Elimination: Gabapentin is eliminated unchanged solely by renal excretion. The elimination half-life of gabapentin is independent of dose and averages 5 to 7 hours.
In elderly patients, and in patients with impaired renal function, gabapentin plasma clearance is reduced. Gabapentin elimination-rate constant, plasma clearance, and renal clearance are directly proportional to creatinine clearance.
Gabapentin is removed from plasma by haemodialysis. Dosage adjustment in patients with compromised renal function or undergoing haemodialysis is recommended.

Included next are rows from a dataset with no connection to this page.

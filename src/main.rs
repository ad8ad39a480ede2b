mod config;
mod db;
mod dtos;
mod error;
mod handler;
mod middleware;
mod models;
mod routes;
mod service;
mod utils;

use std::{str::FromStr, sync::Arc};

use axum::http::{
    header::{ACCEPT, AUTHORIZATION, CONTENT_TYPE},
    HeaderValue, Method,
};
use config::Config;
use db::{memorydb::MemoryStore, DBClient, Store};
use dotenv::dotenv;
use routes::create_router;
use service::{
    background_jobs::start_enrollment_expiry_job, catalog_service::CatalogService,
    enrollment_service::EnrollmentService, error::ServiceError, identity::IdentityVerifier,
    plan_service::PlanService, user_service::UserService,
};
use sqlx::postgres::PgPoolOptions;
use tower_http::cors::{AllowOrigin, CorsLayer};
use tracing_subscriber::filter::LevelFilter;

#[derive(Clone)]
pub struct AppState {
    pub env: Config,
    pub db_client: Arc<dyn Store>,
    pub identity: IdentityVerifier,
}

impl AppState {
    pub fn new(env: Config, db_client: Arc<dyn Store>) -> Result<Self, ServiceError> {
        let identity = IdentityVerifier::from_config(&env)?;

        Ok(Self {
            env,
            db_client,
            identity,
        })
    }

    pub fn user_service(&self) -> UserService {
        UserService::new(
            self.db_client.clone(),
            self.env.bootstrap_admin_emails.clone(),
        )
    }

    pub fn catalog_service(&self) -> CatalogService {
        CatalogService::new(self.db_client.clone())
    }

    pub fn plan_service(&self) -> PlanService {
        PlanService::new(self.db_client.clone())
    }

    pub fn enrollment_service(&self) -> EnrollmentService {
        EnrollmentService::new(self.db_client.clone(), self.env.default_currency.clone())
    }
}

async fn connect_store(config: &Config) -> Arc<dyn Store> {
    let Some(database_url) = &config.database_url else {
        tracing::warn!("DATABASE_URL is not set, using the in-memory store. Data will not survive a restart");
        return Arc::new(MemoryStore::new());
    };

    let pool = match PgPoolOptions::new()
        .max_connections(config.database_max_connections)
        .connect(database_url)
        .await
    {
        Ok(pool) => {
            tracing::info!("✅ Connection to the database is successful!");
            pool
        }
        Err(err) => {
            tracing::error!("🔥 Failed to connect to the database: {:?}", err);
            std::process::exit(1);
        }
    };

    let db_client = DBClient::new(pool);
    if let Err(err) = db_client.migrate().await {
        tracing::error!("🔥 Failed to run database migrations: {}", err);
        std::process::exit(1);
    }

    Arc::new(db_client)
}

#[tokio::main]
async fn main() {
    dotenv().ok();

    let config = match Config::init() {
        Ok(config) => config,
        Err(err) => {
            eprintln!("🔥 Invalid configuration: {}", err);
            std::process::exit(1);
        }
    };

    tracing_subscriber::fmt()
        .with_max_level(LevelFilter::from_str(&config.log_level).unwrap_or(LevelFilter::DEBUG))
        .init();

    let db_client = connect_store(&config).await;

    let app_state = match AppState::new(config.clone(), db_client) {
        Ok(app_state) => Arc::new(app_state),
        Err(err) => {
            tracing::error!("🔥 Failed to set up identity verification: {}", err);
            std::process::exit(1);
        }
    };

    let allowed_origins: Vec<HeaderValue> = config
        .allowed_origins
        .iter()
        .filter_map(|origin| match origin.parse::<HeaderValue>() {
            Ok(value) => Some(value),
            Err(_) => {
                tracing::warn!("Ignoring invalid CORS origin {}", origin);
                None
            }
        })
        .collect();

    let cors = CorsLayer::new()
        .allow_origin(AllowOrigin::list(allowed_origins))
        .allow_headers([AUTHORIZATION, ACCEPT, CONTENT_TYPE])
        .allow_credentials(true)
        .allow_methods([
            Method::GET,
            Method::POST,
            Method::PUT,
            Method::PATCH,
            Method::DELETE,
        ]);

    if config.expiry_sweep_interval_secs > 0 {
        tokio::spawn(start_enrollment_expiry_job(
            app_state.clone(),
            config.expiry_sweep_interval_secs,
        ));
    } else {
        tracing::info!("Enrollment expiry job disabled");
    }

    let app = create_router(app_state).layer(cors);

    tracing::info!("🚀 Server is running on http://localhost:{}", config.port);

    let listener = match tokio::net::TcpListener::bind(format!("0.0.0.0:{}", config.port)).await {
        Ok(listener) => listener,
        Err(err) => {
            tracing::error!("🔥 Failed to bind port {}: {}", config.port, err);
            std::process::exit(1);
        }
    };

    if let Err(err) = axum::serve(listener, app).await {
        tracing::error!("🔥 Server error: {}", err);
    }
}
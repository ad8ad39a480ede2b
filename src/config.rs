// config.rs
use thiserror::Error;

#[derive(Debug, Error, PartialEq)]
pub enum ConfigError {
    #[error("{0} must be set")]
    Missing(&'static str),

    #[error("{key} has an invalid value: {value}")]
    Invalid { key: &'static str, value: String },

    #[error("either IDENTITY_JWT_SECRET or IDENTITY_JWT_PUBLIC_KEY must be set")]
    MissingIdentityKey,
}

#[derive(Debug, Clone)]
pub struct Config {
    pub database_url: Option<String>,
    pub database_max_connections: u32,
    pub jwt_secret: String,
    pub jwt_maxage: i64,
    pub port: u16,
    // Identity provider token verification
    pub identity_jwt_secret: Option<String>,
    pub identity_jwt_public_key: Option<String>,
    pub identity_issuer: Option<String>,
    pub allowed_origins: Vec<String>,
    pub default_currency: String,
    pub bootstrap_admin_emails: Vec<String>,
    pub expiry_sweep_interval_secs: u64,
    pub log_level: String,
}

impl Config {
    pub fn init() -> Result<Config, ConfigError> {
        Self::from_lookup(|key| std::env::var(key).ok())
    }

    pub fn from_lookup<F>(lookup: F) -> Result<Config, ConfigError>
    where
        F: Fn(&str) -> Option<String>,
    {
        let non_empty = |key: &str| lookup(key).filter(|value| !value.trim().is_empty());

        let jwt_secret = non_empty("JWT_SECRET_KEY").ok_or(ConfigError::Missing("JWT_SECRET_KEY"))?;
        let jwt_maxage = non_empty("JWT_MAXAGE").ok_or(ConfigError::Missing("JWT_MAXAGE"))?;
        let jwt_maxage = parse_number::<i64>("JWT_MAXAGE", &jwt_maxage)?;

        let identity_jwt_secret = non_empty("IDENTITY_JWT_SECRET");
        let identity_jwt_public_key = non_empty("IDENTITY_JWT_PUBLIC_KEY");
        if identity_jwt_secret.is_none() && identity_jwt_public_key.is_none() {
            return Err(ConfigError::MissingIdentityKey);
        }

        let port = match non_empty("PORT") {
            Some(port) => parse_number::<u16>("PORT", &port)?,
            None => 8000,
        };

        let database_max_connections = match non_empty("DATABASE_MAX_CONNECTIONS") {
            Some(value) => parse_number::<u32>("DATABASE_MAX_CONNECTIONS", &value)?,
            None => 10,
        };

        let expiry_sweep_interval_secs = match non_empty("EXPIRY_SWEEP_INTERVAL_SECS") {
            Some(value) => parse_number::<u64>("EXPIRY_SWEEP_INTERVAL_SECS", &value)?,
            None => 3600,
        };

        let allowed_origins = non_empty("CORS_ALLOWED_ORIGINS")
            .map(|value| split_list(&value))
            .unwrap_or_else(|| vec!["http://localhost:3000".to_string()]);

        let bootstrap_admin_emails = non_empty("BOOTSTRAP_ADMIN_EMAILS")
            .map(|value| {
                split_list(&value)
                    .into_iter()
                    .map(|email| email.to_lowercase())
                    .collect()
            })
            .unwrap_or_default();

        Ok(Config {
            database_url: non_empty("DATABASE_URL"),
            database_max_connections,
            jwt_secret,
            jwt_maxage,
            port,
            identity_jwt_secret,
            identity_jwt_public_key,
            identity_issuer: non_empty("IDENTITY_ISSUER"),
            allowed_origins,
            default_currency: non_empty("DEFAULT_CURRENCY").unwrap_or_else(|| "IDR".to_string()),
            bootstrap_admin_emails,
            expiry_sweep_interval_secs,
            log_level: non_empty("LOG_LEVEL").unwrap_or_else(|| "debug".to_string()),
        })
    }
}

fn parse_number<T: std::str::FromStr>(key: &'static str, value: &str) -> Result<T, ConfigError> {
    value.trim().parse::<T>().map_err(|_| ConfigError::Invalid {
        key,
        value: value.to_string(),
    })
}

fn split_list(value: &str) -> Vec<String> {
    value
        .split(',')
        .map(|item| item.trim())
        .filter(|item| !item.is_empty())
        .map(String::from)
        .collect()
}
use std::sync::Arc;

use axum::{
    extract::Path,
    middleware,
    response::IntoResponse,
    routing::{get, post, put},
    Extension, Json, Router,
};
use serde_json::json;
use uuid::Uuid;
use validator::Validate;

use crate::{
    dtos::{
        plandtos::CreatePlanDto,
        servicedtos::{CreateServiceDto, UpdateServiceDto},
    },
    error::HttpError,
    middleware::{auth, optional_auth, role_check, JWTAuthMiddleware},
    models::usermodel::UserRole,
    AppState,
};

pub fn services_handler() -> Router {
    let public_routes = Router::new()
        .route("/", get(list_services))
        .route("/:service_id", get(get_service))
        .route("/:service_id/plans", get(list_active_plans))
        .layer(middleware::from_fn(optional_auth));

    let admin_routes = Router::new()
        .route("/", post(create_service))
        .route("/:service_id", put(update_service).delete(delete_service))
        .route("/:service_id/plans", post(create_plan))
        .route("/:service_id/plans/all", get(list_all_plans))
        .layer(middleware::from_fn(|state, req, next| {
            role_check(state, req, next, vec![UserRole::Admin])
        }))
        .layer(middleware::from_fn(auth));

    Router::new().merge(public_routes).merge(admin_routes)
}

pub async fn list_services(
    Extension(app_state): Extension<Arc<AppState>>,
) -> Result<impl IntoResponse, HttpError> {
    let services = app_state.catalog_service().list_services().await?;

    Ok(Json(json!({
        "status": "success",
        "results": services.len(),
        "data": services
    })))
}

pub async fn get_service(
    Path(service_id): Path<Uuid>,
    Extension(app_state): Extension<Arc<AppState>>,
) -> Result<impl IntoResponse, HttpError> {
    let service = app_state.catalog_service().get_service(service_id).await?;

    Ok(Json(json!({
        "status": "success",
        "data": service
    })))
}

pub async fn create_service(
    Extension(app_state): Extension<Arc<AppState>>,
    Extension(user): Extension<JWTAuthMiddleware>,
    Json(body): Json<CreateServiceDto>,
) -> Result<impl IntoResponse, HttpError> {
    body.validate()
        .map_err(|e| HttpError::bad_request(e.to_string()))?;

    let service = app_state
        .catalog_service()
        .create_service(&user.user, body)
        .await?;

    Ok(Json(json!({
        "status": "success",
        "message": "Service created successfully",
        "data": service
    })))
}

pub async fn update_service(
    Path(service_id): Path<Uuid>,
    Extension(app_state): Extension<Arc<AppState>>,
    Extension(user): Extension<JWTAuthMiddleware>,
    Json(body): Json<UpdateServiceDto>,
) -> Result<impl IntoResponse, HttpError> {
    body.validate()
        .map_err(|e| HttpError::bad_request(e.to_string()))?;

    let service = app_state
        .catalog_service()
        .update_service(&user.user, service_id, body)
        .await?;

    Ok(Json(json!({
        "status": "success",
        "message": "Service updated successfully",
        "data": service
    })))
}

pub async fn delete_service(
    Path(service_id): Path<Uuid>,
    Extension(app_state): Extension<Arc<AppState>>,
    Extension(user): Extension<JWTAuthMiddleware>,
) -> Result<impl IntoResponse, HttpError> {
    app_state
        .catalog_service()
        .delete_service(&user.user, service_id)
        .await?;

    Ok(Json(json!({
        "status": "success",
        "message": "Service deleted successfully"
    })))
}

pub async fn list_active_plans(
    Path(service_id): Path<Uuid>,
    Extension(app_state): Extension<Arc<AppState>>,
    user: Option<Extension<JWTAuthMiddleware>>,
) -> Result<impl IntoResponse, HttpError> {
    let actor = user.as_ref().map(|Extension(auth)| &auth.user);
    let plans = app_state
        .plan_service()
        .list_plans_for_service(actor, service_id, true)
        .await?;

    Ok(Json(json!({
        "status": "success",
        "results": plans.len(),
        "data": plans
    })))
}

pub async fn list_all_plans(
    Path(service_id): Path<Uuid>,
    Extension(app_state): Extension<Arc<AppState>>,
    Extension(user): Extension<JWTAuthMiddleware>,
) -> Result<impl IntoResponse, HttpError> {
    let plans = app_state
        .plan_service()
        .list_plans_for_service(Some(&user.user), service_id, false)
        .await?;

    Ok(Json(json!({
        "status": "success",
        "results": plans.len(),
        "data": plans
    })))
}

pub async fn create_plan(
    Path(service_id): Path<Uuid>,
    Extension(app_state): Extension<Arc<AppState>>,
    Extension(user): Extension<JWTAuthMiddleware>,
    Json(body): Json<CreatePlanDto>,
) -> Result<impl IntoResponse, HttpError> {
    body.validate()
        .map_err(|e| HttpError::bad_request(e.to_string()))?;

    let plan = app_state
        .plan_service()
        .create_plan(&user.user, service_id, body)
        .await?;

    Ok(Json(json!({
        "status": "success",
        "message": "Plan created successfully",
        "data": plan
    })))
}
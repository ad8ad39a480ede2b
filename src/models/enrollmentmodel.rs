use chrono::{DateTime, Utc};
use serde::{Deserialize, Serialize};
use sqlx::types::Json;
use uuid::Uuid;

use super::{planmodel::{BillingPeriod, ServicePlan}, servicemodel::Service};

#[derive(Debug, Deserialize, Serialize, Clone, Copy, sqlx::Type, PartialEq, Eq, Hash)]
#[sqlx(type_name = "enrollment_status", rename_all = "snake_case")]
#[serde(rename_all = "snake_case")]
pub enum EnrollmentStatus {
    Pending,
    Active,
    Expired,
    Cancelled,
    Failed,
}

impl EnrollmentStatus {
    pub fn to_str(&self) -> &str {
        match self {
            EnrollmentStatus::Pending => "pending",
            EnrollmentStatus::Active => "active",
            EnrollmentStatus::Expired => "expired",
            EnrollmentStatus::Cancelled => "cancelled",
            EnrollmentStatus::Failed => "failed",
        }
    }

    /// Allowed lifecycle moves. Re-asserting the current status is always allowed.
    pub fn can_transition_to(&self, next: EnrollmentStatus) -> bool {
        use EnrollmentStatus::*;

        if *self == next {
            return true;
        }

        matches!(
            (self, next),
            (Pending, Active)
                | (Pending, Failed)
                | (Pending, Cancelled)
                | (Active, Expired)
                | (Active, Cancelled)
                | (Expired, Cancelled)
                | (Failed, Cancelled)
        )
    }
}

#[derive(Debug, Deserialize, Serialize, Clone, Copy, sqlx::Type, PartialEq, Eq)]
#[sqlx(type_name = "payment_status", rename_all = "snake_case")]
#[serde(rename_all = "snake_case")]
pub enum PaymentStatus {
    Pending,
    Paid,
    Failed,
    Refunded,
    Test,
}

#[derive(Debug, Deserialize, Serialize, Clone, Copy, sqlx::Type, PartialEq, Eq, Default)]
#[sqlx(type_name = "payment_method", rename_all = "snake_case")]
#[serde(rename_all = "snake_case")]
pub enum PaymentMethod {
    #[default]
    Manual,
    Stripe,
    Midtrans,
    Xendit,
    Other,
}

impl PaymentMethod {
    pub fn to_str(&self) -> &str {
        match self {
            PaymentMethod::Manual => "manual",
            PaymentMethod::Stripe => "stripe",
            PaymentMethod::Midtrans => "midtrans",
            PaymentMethod::Xendit => "xendit",
            PaymentMethod::Other => "other",
        }
    }
}

/// Gateway-specific payment payload, one variant per [`PaymentMethod`].
#[derive(Debug, Deserialize, Serialize, Clone, PartialEq)]
#[serde(tag = "method", rename_all = "snake_case", rename_all_fields = "camelCase")]
pub enum PaymentGatewayData {
    Manual {
        reference: Option<String>,
        confirmed_by: Option<Uuid>,
    },
    Stripe {
        payment_intent_id: String,
        customer_id: Option<String>,
    },
    Midtrans {
        order_id: String,
        transaction_status: Option<String>,
        fraud_status: Option<String>,
    },
    Xendit {
        invoice_id: String,
        external_id: Option<String>,
    },
    Other {
        provider: String,
        reference: Option<String>,
    },
}

impl PaymentGatewayData {
    pub fn method(&self) -> PaymentMethod {
        match self {
            PaymentGatewayData::Manual { .. } => PaymentMethod::Manual,
            PaymentGatewayData::Stripe { .. } => PaymentMethod::Stripe,
            PaymentGatewayData::Midtrans { .. } => PaymentMethod::Midtrans,
            PaymentGatewayData::Xendit { .. } => PaymentMethod::Xendit,
            PaymentGatewayData::Other { .. } => PaymentMethod::Other,
        }
    }
}

#[derive(Debug, Deserialize, Serialize, sqlx::FromRow, Clone, PartialEq)]
#[serde(rename_all = "camelCase")]
pub struct Enrollment {
    pub id: Uuid,
    pub user_id: Uuid,
    pub service_id: Uuid,
    pub plan_id: Uuid,
    pub status: EnrollmentStatus,
    pub payment_status: PaymentStatus,
    pub payment_method: PaymentMethod,
    pub transaction_id: Option<String>,
    pub payment_gateway_data: Option<Json<PaymentGatewayData>>,
    pub amount: i64,
    pub currency: String,
    pub billing_period: BillingPeriod,
    pub start_date: DateTime<Utc>,
    pub end_date: Option<DateTime<Utc>>,
    pub next_billing_date: Option<DateTime<Utc>>,
    pub auto_renew: bool,
    pub cancelled_at: Option<DateTime<Utc>>,
    pub cancel_reason: Option<String>,
    pub notes: Option<String>,
    pub created_at: DateTime<Utc>,
    pub updated_at: DateTime<Utc>,
}

#[derive(Debug, Serialize, Clone)]
#[serde(rename_all = "camelCase")]
pub struct EnrollmentWithDetails {
    #[serde(flatten)]
    pub enrollment: Enrollment,
    pub service: Option<Service>,
    pub plan: Option<ServicePlan>,
}

#[derive(Debug, Clone)]
pub struct NewEnrollment {
    pub user_id: Uuid,
    pub service_id: Uuid,
    pub plan_id: Uuid,
    pub status: EnrollmentStatus,
    pub payment_status: PaymentStatus,
    pub payment_method: PaymentMethod,
    pub transaction_id: Option<String>,
    pub payment_gateway_data: Option<PaymentGatewayData>,
    pub amount: i64,
    pub currency: String,
    pub billing_period: BillingPeriod,
    pub start_date: DateTime<Utc>,
    pub end_date: Option<DateTime<Utc>>,
    pub next_billing_date: Option<DateTime<Utc>>,
    pub auto_renew: bool,
    pub notes: Option<String>,
}

#[derive(Debug, Clone, Default)]
pub struct EnrollmentPatch {
    pub status: Option<EnrollmentStatus>,
    pub payment_status: Option<PaymentStatus>,
    pub payment_method: Option<PaymentMethod>,
    pub transaction_id: Option<String>,
    pub payment_gateway_data: Option<PaymentGatewayData>,
    pub auto_renew: Option<bool>,
    pub cancelled_at: Option<DateTime<Utc>>,
    pub cancel_reason: Option<String>,
    pub notes: Option<String>,
}

/// Admin listing filter. Status and payment status are not combinable.
#[derive(Debug, Clone, Copy, PartialEq)]
pub enum EnrollmentFilter {
    All,
    Status(EnrollmentStatus),
    PaymentStatus(PaymentStatus),
}

impl EnrollmentFilter {
    pub fn matches(&self, enrollment: &Enrollment) -> bool {
        match self {
            EnrollmentFilter::All => true,
            EnrollmentFilter::Status(status) => enrollment.status == *status,
            EnrollmentFilter::PaymentStatus(status) => enrollment.payment_status == *status,
        }
    }
}

#[cfg(test)]
mod tests {
    use super::*;

    #[test]
    fn test_allowed_transitions() {
        use EnrollmentStatus::*;

        assert!(Pending.can_transition_to(Active));
        assert!(Pending.can_transition_to(Failed));
        assert!(Active.can_transition_to(Expired));
        assert!(Active.can_transition_to(Cancelled));
        assert!(Expired.can_transition_to(Cancelled));
        assert!(Active.can_transition_to(Active));
    }

    #[test]
    fn test_rejected_transitions() {
        use EnrollmentStatus::*;

        assert!(!Cancelled.can_transition_to(Active));
        assert!(!Cancelled.can_transition_to(Pending));
        assert!(!Failed.can_transition_to(Active));
        assert!(!Active.can_transition_to(Pending));
        assert!(!Expired.can_transition_to(Active));
        assert!(!Active.can_transition_to(Failed));
    }

    #[test]
    fn test_gateway_data_tagged_by_method() {
        let data: PaymentGatewayData = serde_json::from_value(serde_json::json!({
            "method": "midtrans",
            "orderId": "ORD-42",
            "transactionStatus": "settlement"
        }))
        .unwrap();

        assert_eq!(data.method(), PaymentMethod::Midtrans);
        assert_eq!(
            data,
            PaymentGatewayData::Midtrans {
                order_id: "ORD-42".to_string(),
                transaction_status: Some("settlement".to_string()),
                fraud_status: None,
            }
        );

        let unknown = serde_json::from_value::<PaymentGatewayData>(serde_json::json!({
            "method": "paypal",
            "orderId": "x"
        }));
        assert!(unknown.is_err());
    }
}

Gabapentin pharmacokinetics in children were determined in 50 healthy subjects between the ages of 1 month and 12 years. In general, plasma gabapentin concentrations in children >5 years of age are similar to those in adults when dosed on a mg/kg basis.
In a pharmacokinetic study in 24 healthy paediatric subjects aged between 1 month and 48 months, an approximately 30% lower exposure (AUC), lower Cmax and higher clearance per body weight have been observed in comparison to available reported data in children older than 5 years.
Linearity/Non-linearity: Gabapentin bioavailability (fraction of dose absorbed) decreases with increasing dose which imparts non-linearity to pharmacokinetic parameters which include the bioavailability parameter (F) e.g. Ae%, CL/F, Vd/F. Elimination pharmacokinetics (pharmacokinetic parameters which do not include F such as CLr and T1/2), are best described by linear pharmacokinetics. Steady state plasma gabapentin concentrations are predictable from single-dose data.